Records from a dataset
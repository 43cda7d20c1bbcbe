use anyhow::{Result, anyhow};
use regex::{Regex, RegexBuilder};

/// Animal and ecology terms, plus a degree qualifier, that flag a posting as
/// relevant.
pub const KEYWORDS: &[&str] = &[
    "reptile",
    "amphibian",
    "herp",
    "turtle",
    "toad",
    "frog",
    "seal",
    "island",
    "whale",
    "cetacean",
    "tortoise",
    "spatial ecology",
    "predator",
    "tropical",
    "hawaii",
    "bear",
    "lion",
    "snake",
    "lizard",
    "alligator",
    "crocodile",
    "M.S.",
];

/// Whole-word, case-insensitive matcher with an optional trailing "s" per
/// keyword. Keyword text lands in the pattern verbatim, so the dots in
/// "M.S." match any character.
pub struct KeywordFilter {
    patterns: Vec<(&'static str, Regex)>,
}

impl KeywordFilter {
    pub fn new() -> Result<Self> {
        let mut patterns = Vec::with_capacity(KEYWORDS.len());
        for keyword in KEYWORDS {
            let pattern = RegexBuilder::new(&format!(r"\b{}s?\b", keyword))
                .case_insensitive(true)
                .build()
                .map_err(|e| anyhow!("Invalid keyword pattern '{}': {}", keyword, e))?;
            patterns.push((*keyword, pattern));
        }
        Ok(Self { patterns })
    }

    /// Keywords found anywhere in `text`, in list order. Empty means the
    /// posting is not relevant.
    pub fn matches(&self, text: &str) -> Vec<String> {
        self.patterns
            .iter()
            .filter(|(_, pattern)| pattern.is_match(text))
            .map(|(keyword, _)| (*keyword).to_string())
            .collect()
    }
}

==

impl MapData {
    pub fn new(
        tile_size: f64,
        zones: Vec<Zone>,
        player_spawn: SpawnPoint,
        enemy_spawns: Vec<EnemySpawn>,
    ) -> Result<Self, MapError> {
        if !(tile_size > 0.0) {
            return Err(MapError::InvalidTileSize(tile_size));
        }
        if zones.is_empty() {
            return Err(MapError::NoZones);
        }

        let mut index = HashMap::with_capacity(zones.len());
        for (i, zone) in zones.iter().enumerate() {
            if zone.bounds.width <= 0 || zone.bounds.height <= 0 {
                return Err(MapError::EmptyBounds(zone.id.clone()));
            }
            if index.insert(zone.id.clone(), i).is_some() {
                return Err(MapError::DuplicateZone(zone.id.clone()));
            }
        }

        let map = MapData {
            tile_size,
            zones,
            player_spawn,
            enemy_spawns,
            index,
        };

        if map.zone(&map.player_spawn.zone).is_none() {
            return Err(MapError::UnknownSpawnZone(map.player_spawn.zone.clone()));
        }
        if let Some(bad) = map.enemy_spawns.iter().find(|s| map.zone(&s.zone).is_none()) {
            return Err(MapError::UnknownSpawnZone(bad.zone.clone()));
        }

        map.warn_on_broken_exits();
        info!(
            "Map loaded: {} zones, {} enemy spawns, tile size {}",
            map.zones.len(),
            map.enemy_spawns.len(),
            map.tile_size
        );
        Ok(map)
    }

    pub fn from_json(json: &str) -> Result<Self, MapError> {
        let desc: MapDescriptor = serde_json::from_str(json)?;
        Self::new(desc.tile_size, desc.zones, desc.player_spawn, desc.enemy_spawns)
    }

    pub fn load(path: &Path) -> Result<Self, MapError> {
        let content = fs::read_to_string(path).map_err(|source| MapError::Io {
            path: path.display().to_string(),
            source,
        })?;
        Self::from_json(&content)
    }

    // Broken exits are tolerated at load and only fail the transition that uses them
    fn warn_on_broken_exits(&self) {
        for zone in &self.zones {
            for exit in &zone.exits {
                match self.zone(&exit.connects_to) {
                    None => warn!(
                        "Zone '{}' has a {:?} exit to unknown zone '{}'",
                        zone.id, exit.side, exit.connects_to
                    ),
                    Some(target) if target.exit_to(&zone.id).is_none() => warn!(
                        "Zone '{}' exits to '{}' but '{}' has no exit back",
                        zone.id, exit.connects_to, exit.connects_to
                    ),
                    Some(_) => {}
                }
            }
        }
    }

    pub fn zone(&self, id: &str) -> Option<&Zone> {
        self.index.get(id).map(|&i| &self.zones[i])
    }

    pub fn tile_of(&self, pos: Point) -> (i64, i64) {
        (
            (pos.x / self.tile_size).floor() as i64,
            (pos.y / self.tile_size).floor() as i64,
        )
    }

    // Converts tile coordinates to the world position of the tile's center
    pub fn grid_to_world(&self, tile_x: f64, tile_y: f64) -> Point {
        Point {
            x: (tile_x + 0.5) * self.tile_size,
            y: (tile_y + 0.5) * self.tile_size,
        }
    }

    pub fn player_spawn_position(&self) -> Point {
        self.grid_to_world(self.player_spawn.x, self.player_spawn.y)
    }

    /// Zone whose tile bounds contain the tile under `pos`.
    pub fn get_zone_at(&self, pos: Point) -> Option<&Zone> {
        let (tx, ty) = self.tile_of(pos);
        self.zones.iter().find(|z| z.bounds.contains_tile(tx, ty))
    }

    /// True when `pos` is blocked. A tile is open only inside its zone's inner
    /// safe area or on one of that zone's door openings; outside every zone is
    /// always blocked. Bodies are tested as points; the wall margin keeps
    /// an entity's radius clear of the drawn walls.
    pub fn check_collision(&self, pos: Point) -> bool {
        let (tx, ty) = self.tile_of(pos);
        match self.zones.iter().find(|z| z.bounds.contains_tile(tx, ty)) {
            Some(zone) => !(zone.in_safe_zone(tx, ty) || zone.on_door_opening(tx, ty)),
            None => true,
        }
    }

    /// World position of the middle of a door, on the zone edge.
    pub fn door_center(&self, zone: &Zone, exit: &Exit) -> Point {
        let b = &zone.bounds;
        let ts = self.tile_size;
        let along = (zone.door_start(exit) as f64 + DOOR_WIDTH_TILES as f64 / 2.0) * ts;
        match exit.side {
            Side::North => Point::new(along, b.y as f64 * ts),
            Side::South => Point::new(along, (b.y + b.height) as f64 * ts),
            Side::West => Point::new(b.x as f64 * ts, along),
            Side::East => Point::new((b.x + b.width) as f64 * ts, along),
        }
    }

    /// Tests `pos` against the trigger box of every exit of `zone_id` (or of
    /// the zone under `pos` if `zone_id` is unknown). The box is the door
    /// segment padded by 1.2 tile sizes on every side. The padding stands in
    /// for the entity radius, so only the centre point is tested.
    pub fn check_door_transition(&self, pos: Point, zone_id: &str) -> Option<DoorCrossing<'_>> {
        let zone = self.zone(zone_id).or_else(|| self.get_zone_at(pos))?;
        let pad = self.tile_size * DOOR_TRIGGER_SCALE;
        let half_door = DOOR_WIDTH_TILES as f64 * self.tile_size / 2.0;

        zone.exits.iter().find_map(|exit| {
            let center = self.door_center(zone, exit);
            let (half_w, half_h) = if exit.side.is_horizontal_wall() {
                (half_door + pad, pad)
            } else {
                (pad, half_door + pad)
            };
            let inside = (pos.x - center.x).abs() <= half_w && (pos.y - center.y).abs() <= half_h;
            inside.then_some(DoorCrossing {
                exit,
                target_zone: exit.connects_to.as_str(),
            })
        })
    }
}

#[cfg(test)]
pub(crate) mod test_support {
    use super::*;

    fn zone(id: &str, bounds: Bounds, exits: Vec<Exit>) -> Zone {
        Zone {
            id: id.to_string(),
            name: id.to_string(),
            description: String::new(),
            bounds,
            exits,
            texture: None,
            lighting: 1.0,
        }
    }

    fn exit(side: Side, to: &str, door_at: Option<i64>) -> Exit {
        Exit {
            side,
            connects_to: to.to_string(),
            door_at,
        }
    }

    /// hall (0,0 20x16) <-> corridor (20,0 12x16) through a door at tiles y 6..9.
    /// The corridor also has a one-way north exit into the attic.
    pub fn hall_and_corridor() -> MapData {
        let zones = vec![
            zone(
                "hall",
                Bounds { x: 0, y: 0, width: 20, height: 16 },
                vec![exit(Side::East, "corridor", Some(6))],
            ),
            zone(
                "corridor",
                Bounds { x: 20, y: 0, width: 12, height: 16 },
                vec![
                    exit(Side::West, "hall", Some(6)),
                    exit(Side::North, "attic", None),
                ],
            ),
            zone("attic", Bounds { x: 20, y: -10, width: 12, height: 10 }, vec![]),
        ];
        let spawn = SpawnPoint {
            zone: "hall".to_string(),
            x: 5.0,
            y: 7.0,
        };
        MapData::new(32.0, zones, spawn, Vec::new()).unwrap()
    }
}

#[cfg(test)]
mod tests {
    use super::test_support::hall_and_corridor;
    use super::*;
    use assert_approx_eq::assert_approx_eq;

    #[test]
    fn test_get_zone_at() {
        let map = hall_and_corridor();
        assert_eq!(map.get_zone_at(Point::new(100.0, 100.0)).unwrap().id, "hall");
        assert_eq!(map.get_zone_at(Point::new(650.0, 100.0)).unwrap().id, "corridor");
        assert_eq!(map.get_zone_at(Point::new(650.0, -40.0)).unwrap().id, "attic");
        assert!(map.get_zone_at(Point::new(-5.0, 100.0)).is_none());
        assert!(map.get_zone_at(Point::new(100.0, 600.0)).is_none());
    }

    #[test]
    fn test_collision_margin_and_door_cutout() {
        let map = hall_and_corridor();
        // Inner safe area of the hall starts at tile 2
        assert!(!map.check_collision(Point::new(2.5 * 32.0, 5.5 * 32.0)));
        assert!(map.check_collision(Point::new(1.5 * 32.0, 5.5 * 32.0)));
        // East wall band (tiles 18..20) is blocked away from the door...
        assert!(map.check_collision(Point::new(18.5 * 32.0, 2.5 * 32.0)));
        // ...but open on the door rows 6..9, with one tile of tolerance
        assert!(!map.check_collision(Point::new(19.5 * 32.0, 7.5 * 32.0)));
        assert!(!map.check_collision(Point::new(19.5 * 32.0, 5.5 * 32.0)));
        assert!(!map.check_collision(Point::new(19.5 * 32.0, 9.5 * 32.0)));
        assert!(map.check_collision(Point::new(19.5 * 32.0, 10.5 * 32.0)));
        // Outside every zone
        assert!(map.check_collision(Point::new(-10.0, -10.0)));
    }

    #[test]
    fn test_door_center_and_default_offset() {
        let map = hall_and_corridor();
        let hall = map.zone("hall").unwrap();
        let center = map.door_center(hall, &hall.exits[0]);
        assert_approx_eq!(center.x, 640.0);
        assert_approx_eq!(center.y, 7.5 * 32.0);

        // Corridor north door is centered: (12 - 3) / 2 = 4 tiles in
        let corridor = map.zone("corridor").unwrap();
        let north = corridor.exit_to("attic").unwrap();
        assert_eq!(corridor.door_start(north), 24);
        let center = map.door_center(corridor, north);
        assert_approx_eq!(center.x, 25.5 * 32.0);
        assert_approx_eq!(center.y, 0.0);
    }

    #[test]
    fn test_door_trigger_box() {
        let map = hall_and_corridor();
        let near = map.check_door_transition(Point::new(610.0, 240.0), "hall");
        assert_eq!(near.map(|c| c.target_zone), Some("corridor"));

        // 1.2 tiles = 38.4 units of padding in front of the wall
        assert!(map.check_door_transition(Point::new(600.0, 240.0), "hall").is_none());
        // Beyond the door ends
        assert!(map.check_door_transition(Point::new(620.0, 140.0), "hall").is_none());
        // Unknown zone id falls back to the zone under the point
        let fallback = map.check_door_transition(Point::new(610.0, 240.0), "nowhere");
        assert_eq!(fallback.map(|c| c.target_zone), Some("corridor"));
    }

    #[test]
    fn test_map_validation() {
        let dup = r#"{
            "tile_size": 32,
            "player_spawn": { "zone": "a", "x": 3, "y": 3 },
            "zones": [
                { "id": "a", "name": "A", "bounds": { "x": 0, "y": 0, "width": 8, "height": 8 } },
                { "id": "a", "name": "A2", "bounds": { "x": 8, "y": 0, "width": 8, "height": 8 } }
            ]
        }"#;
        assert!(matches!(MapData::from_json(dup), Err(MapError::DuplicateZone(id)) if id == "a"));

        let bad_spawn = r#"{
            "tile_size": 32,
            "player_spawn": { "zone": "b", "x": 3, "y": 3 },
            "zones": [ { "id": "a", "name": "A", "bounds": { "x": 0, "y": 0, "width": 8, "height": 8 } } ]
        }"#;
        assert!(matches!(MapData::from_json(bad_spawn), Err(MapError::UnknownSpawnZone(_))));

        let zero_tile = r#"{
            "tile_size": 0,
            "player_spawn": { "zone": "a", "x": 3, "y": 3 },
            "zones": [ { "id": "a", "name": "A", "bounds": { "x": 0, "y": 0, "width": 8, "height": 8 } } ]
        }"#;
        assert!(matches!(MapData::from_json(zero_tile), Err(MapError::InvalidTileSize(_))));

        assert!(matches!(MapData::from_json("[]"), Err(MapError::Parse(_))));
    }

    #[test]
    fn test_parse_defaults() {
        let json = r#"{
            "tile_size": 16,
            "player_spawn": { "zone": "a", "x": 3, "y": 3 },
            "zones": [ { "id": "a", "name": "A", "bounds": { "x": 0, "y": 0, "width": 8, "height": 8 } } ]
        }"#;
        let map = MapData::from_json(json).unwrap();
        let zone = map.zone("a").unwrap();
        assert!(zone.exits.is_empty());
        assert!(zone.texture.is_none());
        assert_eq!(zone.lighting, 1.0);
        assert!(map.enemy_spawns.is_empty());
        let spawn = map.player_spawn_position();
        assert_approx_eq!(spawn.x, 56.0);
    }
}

ACTIVITY: Restate word for word the entries above, starting at the line with "match self.zones.iter().find(|z| z.bounds.contains_tile(tx, ty))" and ending at the line with "Side::North => Point::new(along, b.y", inclusive, and no others.

WRITTEN ANSWER:
        match self.zones.iter().find(|z| z.bounds.contains_tile(tx, ty)) {
            Some(zone) => !(zone.in_safe_zone(tx, ty) || zone.on_door_opening(tx, ty)),
            None => true,
        }
    }

    /// World position of the middle of a door, on the zone edge.
    pub fn door_center(&self, zone: &Zone, exit: &Exit) -> Point {
        let b = &zone.bounds;
        let ts = self.tile_size;
        let along = (zone.door_start(exit) as f64 + DOOR_WIDTH_TILES as f64 / 2.0) * ts;
        match exit.side {
            Side::North => Point::new(along, b.y as f64 * ts),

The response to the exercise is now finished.